It’s almost hard to talk about these Scallop Tacos with Pineapple Salsa and Creamy Guacamole, that’s how much I love them!
Hey friends, and welcome to today’s episode of Tacos Are The Best Food Ever!
I don’t mean to be super obvious here, but we have some really delicious things going on in the food department right now. Starting with light and creamy scallops seared in butter, plus a solidly delicious warm tortilla stuffed to the brim with fresh pineapple cucumber salsa, and maybe a sauce such as creamy guacamole. I’m just a little obsessed.
Now that the winter holidays are over, one of my main goals is to actually eat healthy dinners at home. Yes, I know, I will always love stews, and pies, and cookies. But it’s January and everyone is on whole 30, so let’s just try and pretend to forget about those rich recipes at least until Easter.
Plus, you know those times when cooking is just HARD? Especially after the holidays – cooking has been hard. Not in a sense that it’s difficult to make, but rather in a sense that I would prefer eating an avocado toast, or order sushi, or just generally be a couch-and-Netflix bum than go through the work of planning recipes, grocery shopping and cooking the food.
But, guys, I found the solution! It’s these Scallop Tacos with Pineapple Salsa and Creamy Guacamole! My new favorite meal. Dinner every night. February 2018 food obsession. They are fast, easy, and give me something to look forward to at lunchtime all week.
Sweet, tender scallops cook very fast, about 1 minute per side in a searingly hot heavy duty pan. To get them golden brown, be sure to dry them well with a paper towel before you season them. Leave them aside for 10-15 minutes and pat dry one more time. The second important key is that the oil goes on the cold scallops, not in the hot pan. That bit of brown caramelization on the edges of the scallops might not look like a big deal, but it is. It’s a huge deal, and makes a tremendous difference in the final flavor.
The rest of the instructions are super easy. Chop up some zesty pineapple salsa, let the food processor do the work with creamy guacamole and char your tortillas in like 10 seconds. Stuff them to the brim with all the goodies and enjoy!
These Scallop Tacos with Pineapple Salsa and Creamy Guacamole are insane. Ludicrously easy to pull together. Zesty, crunchy, creamy. A well balanced meal if you ask me.

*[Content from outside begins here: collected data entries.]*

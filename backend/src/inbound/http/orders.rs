//! Order API handlers.
//!
//! ```text
//! POST /api/v1/orders                 client only
//! GET  /api/v1/orders?page=1&limit=10&status=in_route
//! GET  /api/v1/orders/{id}
//! PUT  /api/v1/orders/{id}/status     admin only
//! ```
//!
//! Every route sits behind [`RequireAuth`](super::authorization::RequireAuth)
//! at scope level; the role guards are attached per route.

use std::str::FromStr;

use actix_web::{HttpResponse, get, post, put, web};
use chrono::{DateTime, Utc};
use pagination::{PageMeta, PageRequest};
use serde::{Deserialize, Serialize};
use serde_json::json;
use utoipa::{IntoParams, ToSchema};

use crate::domain::ports::{
    CreateOrderRequest, CreateOrderResponse, GetOrderRequest, ListOrdersRequest, OrderPayload,
    UpdateOrderStatusRequest,
};
use crate::domain::{
    AddressParts, AuthenticatedUser, Coordinates, Error, OrderId, OrderStatus, PackageSize,
};
use crate::inbound::http::ApiResult;
use crate::inbound::http::auth::UserResponseBody;
use crate::inbound::http::authorization::RequireRole;
use crate::inbound::http::state::HttpState;

/// Postal address as sent and returned over HTTP.
#[derive(Debug, Clone, Default, Deserialize, Serialize, ToSchema)]
#[serde(rename_all = "camelCase", default)]
pub struct AddressBody {
    #[schema(example = "Av. Reforma")]
    pub street: String,
    #[schema(example = "06600")]
    pub zip_code: String,
    #[schema(example = "222")]
    pub ext_num: String,
    #[serde(skip_serializing_if = "Option::is_none")]
    pub int_num: Option<String>,
    #[schema(example = "Ciudad de México")]
    pub city: String,
    #[schema(example = "CDMX")]
    pub state: String,
    #[schema(example = "MX")]
    pub country: String,
}

impl From<AddressBody> for AddressParts {
    fn from(value: AddressBody) -> Self {
        Self {
            street: value.street,
            zip_code: value.zip_code,
            ext_num: value.ext_num,
            int_num: value.int_num,
            city: value.city,
            state: value.state,
            country: value.country,
        }
    }
}

impl From<AddressParts> for AddressBody {
    fn from(value: AddressParts) -> Self {
        Self {
            street: value.street,
            zip_code: value.zip_code,
            ext_num: value.ext_num,
            int_num: value.int_num,
            city: value.city,
            state: value.state,
            country: value.country,
        }
    }
}

/// Request payload for creating an order.
#[derive(Debug, Deserialize, Serialize, ToSchema)]
#[serde(rename_all = "camelCase")]
pub struct CreateOrderRequestBody {
    pub origin_coordinates: Coordinates,
    pub destination_coordinates: Coordinates,
    pub origin_address: AddressBody,
    pub destination_address: AddressBody,
    #[schema(example = 2, minimum = 1)]
    pub product_quantity: i64,
    #[schema(example = 12.5)]
    pub total_weight: f64,
}

/// Order view returned by every order endpoint.
#[derive(Debug, Clone, Serialize, Deserialize, ToSchema)]
#[serde(rename_all = "camelCase")]
pub struct OrderResponseBody {
    #[schema(format = "uuid")]
    pub id: String,
    #[schema(format = "uuid")]
    pub client_id: String,
    pub origin_coordinates: Coordinates,
    pub destination_coordinates: Coordinates,
    pub origin_address: AddressBody,
    pub destination_address: AddressBody,
    pub product_quantity: u32,
    pub total_weight: f64,
    pub package_size: PackageSize,
    pub status: OrderStatus,
    pub created_at: DateTime<Utc>,
    pub updated_at: DateTime<Utc>,
    #[serde(default, skip_serializing_if = "Option::is_none")]
    pub client: Option<UserResponseBody>,
}

impl From<OrderPayload> for OrderResponseBody {
    fn from(value: OrderPayload) -> Self {
        Self {
            id: value.id.to_string(),
            client_id: value.client_id.to_string(),
            origin_coordinates: value.origin,
            destination_coordinates: value.destination,
            origin_address: value.origin_address.into(),
            destination_address: value.destination_address.into(),
            product_quantity: value.product_quantity,
            total_weight: value.total_weight,
            package_size: value.package_size,
            status: value.status,
            created_at: value.created_at,
            updated_at: value.updated_at,
            client: value.client.map(UserResponseBody::from),
        }
    }
}

/// Created order plus the estimated route length, when available.
#[derive(Debug, Clone, Serialize, Deserialize, ToSchema)]
#[serde(rename_all = "camelCase")]
pub struct CreateOrderResponseBody {
    #[serde(flatten)]
    pub order: OrderResponseBody,
    #[serde(default, skip_serializing_if = "Option::is_none")]
    #[schema(example = 461.2)]
    pub estimated_distance_km: Option<f64>,
}

impl From<CreateOrderResponse> for CreateOrderResponseBody {
    fn from(value: CreateOrderResponse) -> Self {
        Self {
            order: value.order.into(),
            estimated_distance_km: value.estimated_distance_km,
        }
    }
}

/// Pagination figures for a listing.
#[derive(Debug, Clone, Copy, Serialize, Deserialize, ToSchema)]
#[serde(rename_all = "camelCase")]
pub struct PageMetaBody {
    pub total: u64,
    pub page: u32,
    pub limit: u32,
    pub total_pages: u64,
}

impl From<PageMeta> for PageMetaBody {
    fn from(value: PageMeta) -> Self {
        Self {
            total: value.total,
            page: value.page,
            limit: value.limit,
            total_pages: value.total_pages,
        }
    }
}

/// One page of orders.
#[derive(Debug, Clone, Serialize, Deserialize, ToSchema)]
#[serde(rename_all = "camelCase")]
pub struct OrderListResponseBody {
    pub items: Vec<OrderResponseBody>,
    pub meta: PageMetaBody,
}

/// Listing query parameters.
///
/// `page` below one is treated as one; `limit` outside `1..=100` falls back
/// to 10. `status` is honoured for admins only.
#[derive(Debug, Default, Deserialize, IntoParams)]
#[into_params(parameter_in = Query)]
pub struct ListOrdersQuery {
    #[param(example = 1)]
    pub page: Option<i64>,
    #[param(example = 10)]
    pub limit: Option<i64>,
    #[param(example = "in_route")]
    pub status: Option<String>,
}

/// Status change request body.
#[derive(Debug, Deserialize, Serialize, ToSchema)]
#[serde(rename_all = "camelCase")]
pub struct UpdateOrderStatusRequestBody {
    #[schema(example = "collected")]
    pub status: String,
}

fn parse_order_id(raw: &str) -> Result<OrderId, Error> {
    OrderId::from_str(raw).map_err(|_| {
        Error::validation("order id must be a valid UUID")
            .with_details(json!({ "field": "id", "value": raw, "code": "invalid_order_id" }))
    })
}

fn parse_status(raw: &str, field: &str) -> Result<OrderStatus, Error> {
    OrderStatus::from_str(raw).map_err(|err| {
        Error::validation(err.to_string())
            .with_details(json!({ "field": field, "value": raw, "code": "invalid_status" }))
    })
}

/// Non-positive quantities map to zero so the domain reports them uniformly.
fn quantity(raw: i64) -> u32 {
    u32::try_from(raw.max(0)).unwrap_or(u32::MAX)
}

/// Create an order for the calling client.
#[utoipa::path(
    post,
    path = "/api/v1/orders",
    request_body = CreateOrderRequestBody,
    responses(
        (status = 201, description = "Order created", body = CreateOrderResponseBody),
        (status = 400, description = "Invalid coordinates, address, quantity or weight", body = Error),
        (status = 401, description = "Missing or invalid token", body = Error),
        (status = 403, description = "Caller is not a client", body = Error),
        (status = 404, description = "Client no longer exists", body = Error),
        (status = 500, description = "Internal server error", body = Error)
    ),
    tags = ["orders"],
    operation_id = "createOrder",
    security(("bearer" = []))
)]
#[post("", wrap = "RequireRole::client()")]
pub async fn create_order(
    state: web::Data<HttpState>,
    user: AuthenticatedUser,
    payload: web::Json<CreateOrderRequestBody>,
) -> ApiResult<HttpResponse> {
    let body = payload.into_inner();
    let created = state
        .orders
        .create_order(CreateOrderRequest {
            client_id: user.user_id,
            origin: body.origin_coordinates,
            destination: body.destination_coordinates,
            origin_address: body.origin_address.into(),
            destination_address: body.destination_address.into(),
            product_quantity: quantity(body.product_quantity),
            total_weight: body.total_weight,
        })
        .await?;
    Ok(HttpResponse::Created().json(CreateOrderResponseBody::from(created)))
}

/// List orders visible to the caller.
#[utoipa::path(
    get,
    path = "/api/v1/orders",
    params(ListOrdersQuery),
    responses(
        (status = 200, description = "Orders", body = OrderListResponseBody),
        (status = 400, description = "Invalid status filter", body = Error),
        (status = 401, description = "Missing or invalid token", body = Error),
        (status = 500, description = "Internal server error", body = Error)
    ),
    tags = ["orders"],
    operation_id = "listOrders",
    security(("bearer" = []))
)]
#[get("")]
pub async fn list_orders(
    state: web::Data<HttpState>,
    user: AuthenticatedUser,
    query: web::Query<ListOrdersQuery>,
) -> ApiResult<web::Json<OrderListResponseBody>> {
    let ListOrdersQuery {
        page,
        limit,
        status,
    } = query.into_inner();
    let status = status
        .as_deref()
        .filter(|raw| !raw.is_empty())
        .map(|raw| parse_status(raw, "status"))
        .transpose()?;
    let listing = state
        .orders_query
        .list_orders(ListOrdersRequest {
            actor: user,
            status,
            page: PageRequest::normalised(page, limit),
        })
        .await?;
    Ok(web::Json(OrderListResponseBody {
        meta: listing.meta.into(),
        items: listing
            .items
            .into_iter()
            .map(OrderResponseBody::from)
            .collect(),
    }))
}

/// Fetch one order.
///
/// Clients asking for another client's order receive `404`.
#[utoipa::path(
    get,
    path = "/api/v1/orders/{id}",
    params(("id" = String, Path, description = "Order identifier", format = "uuid")),
    responses(
        (status = 200, description = "Order", body = OrderResponseBody),
        (status = 400, description = "Malformed identifier", body = Error),
        (status = 401, description = "Missing or invalid token", body = Error),
        (status = 404, description = "Order not found", body = Error),
        (status = 500, description = "Internal server error", body = Error)
    ),
    tags = ["orders"],
    operation_id = "getOrder",
    security(("bearer" = []))
)]
#[get("/{id}")]
pub async fn get_order(
    state: web::Data<HttpState>,
    user: AuthenticatedUser,
    path: web::Path<String>,
) -> ApiResult<web::Json<OrderResponseBody>> {
    let order_id = parse_order_id(&path.into_inner())?;
    let order = state
        .orders_query
        .get_order(GetOrderRequest {
            actor: user,
            order_id,
        })
        .await?;
    Ok(web::Json(order.into()))
}

/// Move an order along its lifecycle.
#[utoipa::path(
    put,
    path = "/api/v1/orders/{id}/status",
    params(("id" = String, Path, description = "Order identifier", format = "uuid")),
    request_body = UpdateOrderStatusRequestBody,
    responses(
        (status = 200, description = "Status updated", body = OrderResponseBody),
        (status = 400, description = "Unknown status or illegal transition", body = Error),
        (status = 401, description = "Missing or invalid token", body = Error),
        (status = 403, description = "Caller is not an admin", body = Error),
        (status = 404, description = "Order not found", body = Error),
        (status = 409, description = "Concurrent modification", body = Error),
        (status = 500, description = "Internal server error", body = Error)
    ),
    tags = ["orders"],
    operation_id = "updateOrderStatus",
    security(("bearer" = []))
)]
#[put("/{id}/status", wrap = "RequireRole::admin()")]
pub async fn update_order_status(
    state: web::Data<HttpState>,
    user: AuthenticatedUser,
    path: web::Path<String>,
    payload: web::Json<UpdateOrderStatusRequestBody>,
) -> ApiResult<web::Json<OrderResponseBody>> {
    let order_id = parse_order_id(&path.into_inner())?;
    let status = parse_status(&payload.status, "status")?;
    let order = state
        .orders
        .update_status(UpdateOrderStatusRequest {
            actor: user,
            order_id,
            status,
        })
        .await?;
    Ok(web::Json(order.into()))
}

#[cfg(test)]
#[path = "orders_tests.rs"]
mod tests;
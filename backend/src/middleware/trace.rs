//! Tracing middleware attaching a request-scoped trace identifier.
//!
//! Each incoming request receives a UUID [`TraceId`] held in task-local
//! storage for correlation across logs and error responses, echoed in the
//! `trace-id` response header. One access-log event is emitted per request.
//!
//! Tokio task-local variables are not inherited across spawned tasks. Use
//! [`TraceId::scope`] when moving work onto other tasks.

use std::task::{Context, Poll};
use std::time::Instant;

use actix_web::Error;
use actix_web::dev::{Service, ServiceRequest, ServiceResponse, Transform};
use actix_web::http::header::{self, HeaderName, HeaderValue};
use futures_util::future::{LocalBoxFuture, Ready, ready};
use tracing::{error, info};

use crate::domain::{TRACE_ID_HEADER, TraceId};

/// Request fields captured before the request is handed on.
struct AccessLog {
    method: String,
    path: String,
    client: String,
    user_agent: String,
    started: Instant,
}

impl AccessLog {
    fn capture(req: &ServiceRequest) -> Self {
        Self {
            method: req.method().to_string(),
            path: req.path().to_owned(),
            client: req
                .connection_info()
                .realip_remote_addr()
                .unwrap_or("unknown")
                .to_owned(),
            user_agent: req
                .headers()
                .get(header::USER_AGENT)
                .and_then(|value| value.to_str().ok())
                .unwrap_or("")
                .to_owned(),
            started: Instant::now(),
        }
    }

    fn emit(&self, trace_id: TraceId, status: u16) {
        let latency_ms = u64::try_from(self.started.elapsed().as_millis()).unwrap_or(u64::MAX);
        info!(
            %trace_id,
            method = %self.method,
            path = %self.path,
            status,
            latency_ms,
            client = %self.client,
            user_agent = %self.user_agent,
            "request completed"
        );
    }
}

/// Tracing middleware attaching a request-scoped UUID and adding a
/// `trace-id` header to every response.
///
/// Handlers can read the trace ID via [`TraceId::current`].
///
/// # Examples
/// ```
/// use actix_web::App;
/// use logistics_api::middleware::Trace;
///
/// let app = App::new().wrap(Trace);
/// ```
#[derive(Clone)]
pub struct Trace;

impl<S, B> Transform<S, ServiceRequest> for Trace
where
    S: Service<ServiceRequest, Response = ServiceResponse<B>, Error = Error> + 'static,
    S::Future: 'static,
    B: 'static,
{
    type Response = ServiceResponse<B>;
    type Error = Error;
    type InitError = ();
    type Transform = TraceMiddleware<S>;
    type Future = Ready<Result<Self::Transform, Self::InitError>>;

    fn new_transform(&self, service: S) -> Self::Future {
        ready(Ok(TraceMiddleware { service }))
    }
}

/// Service wrapper produced by [`Trace`].
pub struct TraceMiddleware<S> {
    service: S,
}

impl<S, B> Service<ServiceRequest> for TraceMiddleware<S>
where
    S: Service<ServiceRequest, Response = ServiceResponse<B>, Error = Error> + 'static,
    S::Future: 'static,
    B: 'static,
{
    type Response = ServiceResponse<B>;
    type Error = Error;
    type Future = LocalBoxFuture<'static, Result<Self::Response, Self::Error>>;

    fn poll_ready(&self, cx: &mut Context<'_>) -> Poll<Result<(), Self::Error>> {
        self.service.poll_ready(cx)
    }

    fn call(&self, req: ServiceRequest) -> Self::Future {
        let trace_id = TraceId::generate();
        let access = AccessLog::capture(&req);
        let fut = TraceId::sync_scope(trace_id, || self.service.call(req));
        Box::pin(TraceId::scope(trace_id, async move {
            let mut res = match fut.await {
                Ok(res) => res,
                Err(err) => {
                    access.emit(trace_id, err.as_response_error().status_code().as_u16());
                    return Err(err);
                }
            };
            match HeaderValue::from_str(&trace_id.to_string()) {
                Ok(value) => {
                    res.response_mut()
                        .headers_mut()
                        .insert(HeaderName::from_static(TRACE_ID_HEADER), value);
                }
                Err(error) => {
                    error!(
                        %error,
                        %trace_id,
                        "failed to encode trace identifier header"
                    );
                }
            }
            access.emit(trace_id, res.status().as_u16());
            Ok(res)
        }))
    }
}
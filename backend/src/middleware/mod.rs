//! Request middleware.
//!
//! Purpose: define middleware components for request lifecycle concerns:
//! trace correlation with access logging, per-address throttling and
//! cross-origin access for browser clients.

pub mod cors;
pub mod rate_limit;
pub mod trace;

pub use cors::{CorsPolicy, CorsPolicyError};
pub use rate_limit::RateLimit;
pub use trace::Trace;
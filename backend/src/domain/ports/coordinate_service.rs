//! Port for geographic checks and distances.

use async_trait::async_trait;

use crate::domain::Coordinates;

use super::define_port_error;

define_port_error! {
    /// Failures raised by coordinate adapters.
    pub enum CoordinateError {
        /// The point is not a valid location.
        Invalid { message: String } => "{message}",
        /// The backing provider could not answer.
        Unavailable { message: String } => "coordinate service unavailable: {message}",
    }
}

/// Geographic collaborator used while creating orders.
#[cfg_attr(test, mockall::automock)]
#[async_trait]
pub trait CoordinateService: Send + Sync {
    /// Reject points that are not valid locations.
    async fn validate(&self, point: Coordinates) -> Result<(), CoordinateError>;

    /// Great-circle distance between two points, in kilometres.
    async fn distance_km(&self, from: Coordinates, to: Coordinates)
    -> Result<f64, CoordinateError>;
}
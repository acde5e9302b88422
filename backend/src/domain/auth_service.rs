//! Identity use cases: registration, login and password changes.
//!
//! Login failures are deliberately uniform: an unknown email, a wrong
//! password and a malformed email all produce the same validation error.

use std::str::FromStr;
use std::sync::Arc;

use async_trait::async_trait;
use mockable::Clock;
use tracing::{error, info, warn};

use crate::domain::ports::{
    AuthCommand, LoginRequest, PasswordHashError, PasswordHasher, RegisterRequest,
    SessionResponse, TokenError, TokenService, UpdatePasswordRequest, UserPayload,
    UserPersistenceError, UserRepository,
};
use crate::domain::{
    Deadline, Email, Error, INVALID_CREDENTIALS, IssuedToken, Password, Role, User,
};

/// Identity service implementing [`AuthCommand`].
#[derive(Clone)]
pub struct AuthService<U> {
    users: Arc<U>,
    hasher: Arc<dyn PasswordHasher>,
    tokens: Arc<dyn TokenService>,
    clock: Arc<dyn Clock>,
    deadline: Deadline,
}

impl<U> AuthService<U> {
    /// Create a new service over the given collaborators.
    pub fn new(
        users: Arc<U>,
        hasher: Arc<dyn PasswordHasher>,
        tokens: Arc<dyn TokenService>,
        clock: Arc<dyn Clock>,
    ) -> Self {
        Self {
            users,
            hasher,
            tokens,
            clock,
            deadline: Deadline::default(),
        }
    }

    /// Bound every repository call by `deadline`.
    #[must_use]
    pub fn with_deadline(mut self, deadline: Deadline) -> Self {
        self.deadline = deadline;
        self
    }
}

impl<U> AuthService<U>
where
    U: UserRepository,
{
    fn map_user_error(err: UserPersistenceError) -> Error {
        match err {
            UserPersistenceError::DuplicateEmail { .. } => Error::conflict("email already exists"),
            other => {
                error!(error = %other, "user repository failure");
                Error::internal("internal server error")
            }
        }
    }

    fn map_hash_error(err: PasswordHashError) -> Error {
        error!(error = %err, "password hashing failure");
        Error::internal("internal server error")
    }

    fn map_token_error(err: TokenError) -> Error {
        error!(error = %err, "token signing failure");
        Error::internal("internal server error")
    }

    fn invalid_credentials() -> Error {
        Error::validation(INVALID_CREDENTIALS)
    }

    fn issue(&self, user: &User) -> Result<IssuedToken, Error> {
        self.tokens.issue(user).map_err(Self::map_token_error)
    }

    async fn find_by_email(&self, email: &Email) -> Result<Option<User>, Error> {
        self.deadline
            .run("users.find_by_email", self.users.find_by_email(email))
            .await?
            .map_err(Self::map_user_error)
    }
}

#[async_trait]
impl<U> AuthCommand for AuthService<U>
where
    U: UserRepository,
{
    async fn register(&self, request: RegisterRequest) -> Result<SessionResponse, Error> {
        let email = Email::new(&request.email).map_err(|err| Error::validation(err.to_string()))?;
        let taken = self
            .deadline
            .run("users.exists_by_email", self.users.exists_by_email(&email))
            .await?
            .map_err(Self::map_user_error)?;
        if taken {
            return Err(Error::conflict("email already exists"));
        }

        let password =
            Password::new(&request.password).map_err(|err| Error::validation(err.to_string()))?;
        let role =
            Role::from_str(&request.role).map_err(|err| Error::validation(err.to_string()))?;

        let digest = self.hasher.hash(&password).map_err(Self::map_hash_error)?;
        let user = User::register(email, digest, role, self.clock.utc());
        self.deadline
            .run("users.create", self.users.create(&user))
            .await?
            .map_err(Self::map_user_error)?;

        let token = self.issue(&user)?;
        info!(user_id = %user.id(), role = %user.role(), "user registered");
        Ok(SessionResponse {
            user: UserPayload::from(&user),
            token,
        })
    }

    async fn login(&self, request: LoginRequest) -> Result<SessionResponse, Error> {
        let credentials = request.credentials;
        let Ok(email) = Email::new(credentials.email()) else {
            return Err(Self::invalid_credentials());
        };

        let Some(user) = self.find_by_email(&email).await? else {
            warn!("login rejected");
            return Err(Self::invalid_credentials());
        };

        let matches = self
            .hasher
            .verify(user.password_digest(), credentials.password())
            .map_err(Self::map_hash_error)?;
        if !matches {
            warn!(user_id = %user.id(), "login rejected");
            return Err(Self::invalid_credentials());
        }

        let token = self.issue(&user)?;
        info!(user_id = %user.id(), "user logged in");
        Ok(SessionResponse {
            user: UserPayload::from(&user),
            token,
        })
    }

    async fn update_password(&self, request: UpdatePasswordRequest) -> Result<UserPayload, Error> {
        let mut user = self
            .deadline
            .run("users.find_by_id", self.users.find_by_id(&request.user_id))
            .await?
            .map_err(Self::map_user_error)?
            .ok_or_else(|| Error::not_found("user not found"))?;

        let matches = self
            .hasher
            .verify(user.password_digest(), &request.current_password)
            .map_err(Self::map_hash_error)?;
        if !matches {
            return Err(Self::invalid_credentials());
        }

        let password = Password::new(&request.new_password)
            .map_err(|err| Error::validation(err.to_string()))?;
        let digest = self.hasher.hash(&password).map_err(Self::map_hash_error)?;
        user.update_password(digest, self.clock.utc());
        self.deadline
            .run("users.update", self.users.update(&user))
            .await?
            .map_err(Self::map_user_error)?;

        info!(user_id = %user.id(), "password updated");
        Ok(UserPayload::from(&user))
    }
}

#[cfg(test)]
#[path = "auth_service_tests.rs"]
mod tests;
//! Single token bucket with continuous refill.

use chrono::{DateTime, Utc};

use super::RateLimitPolicy;

#[derive(Debug, Clone)]
pub(super) struct TokenBucket {
    tokens: f64,
    last_refill: DateTime<Utc>,
}

impl TokenBucket {
    pub(super) fn full(policy: &RateLimitPolicy, now: DateTime<Utc>) -> Self {
        Self {
            tokens: policy.capacity(),
            last_refill: now,
        }
    }

    /// Credit tokens for the time elapsed since the last refill, capped at
    /// capacity. A clock that moved backwards credits nothing.
    pub(super) fn refill(&mut self, policy: &RateLimitPolicy, now: DateTime<Utc>) {
        let Ok(elapsed) = (now - self.last_refill).to_std() else {
            return;
        };
        let credit = elapsed.as_secs_f64() * policy.refill_per_second();
        self.tokens = (self.tokens + credit).min(policy.capacity());
        self.last_refill = now;
    }

    pub(super) fn try_take(&mut self, policy: &RateLimitPolicy, now: DateTime<Utc>) -> bool {
        self.refill(policy, now);
        if self.tokens >= 1.0 {
            self.tokens -= 1.0;
            true
        } else {
            false
        }
    }

    pub(super) fn is_full(&self, policy: &RateLimitPolicy) -> bool {
        self.tokens >= policy.capacity()
    }
}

- 1 lb sea scallops (about 16 scallops)
- 12 tortillas
- 2 tbsp butter
- 1 tbsp olive oil
- Kosher salt
- Fresh ground pepper
- 1 cup cherry tomatoes, cubed
- 1 cup fresh pineapple, cubed
- 1 cup fresh cucumber, cubed
- ½ cup sweet or red onion, chopped
- ½ jalapeno, finely chopped
- 1 lime, juiced
- ½ cup cilantro, chopped
- 1 ripe avocado
- ¼ cup cilantro, chopped
- 1 lime, juiced
- 1 tbsp mayonaise
- Pat the scallops dry and season well on both sides with kosher salt. Place them on a paper towel-lined plate and refrigerate while you prep the salsa and the sauce.
- Combine all the salsa ingredients in the mixing bowl. Season with salt and pepper to taste and mix. Set aside in the refrigerator until ready to use.
- Combine all the ingredients in the food processor and blend together until silky smooth, scraping down the sides of the bowl a few times if necessary. Add more lime juice or water to get the desired consistency. Season with salt and pepper to taste. Cover and refrigerate until ready to use.
- Heat a nonstick skillet over high heat. Gently pat the scallops dry with paper towels one more time and season them on both sides with fresh ground pepper. Then rub scallops with a little olive oil. Add to the pan, after a minute on one side, flip them over and add butter. Shake the pan gently to distribute the butter and sear for another 30 seconds to a minute. Transfer the scallops to a paper towel-lined plate and set aside to cool down slightly. Then slice the seared scallops into quarters.
- Warm the tortillas wrapped in foil inside the preheated oven, or place them directly on your stove's burner for a couple seconds on each side to warm them through and get a little char going.
- Top them with plenty of scallops, salsa and creamy guacamole immediately. Garnish with cilantro and enjoy!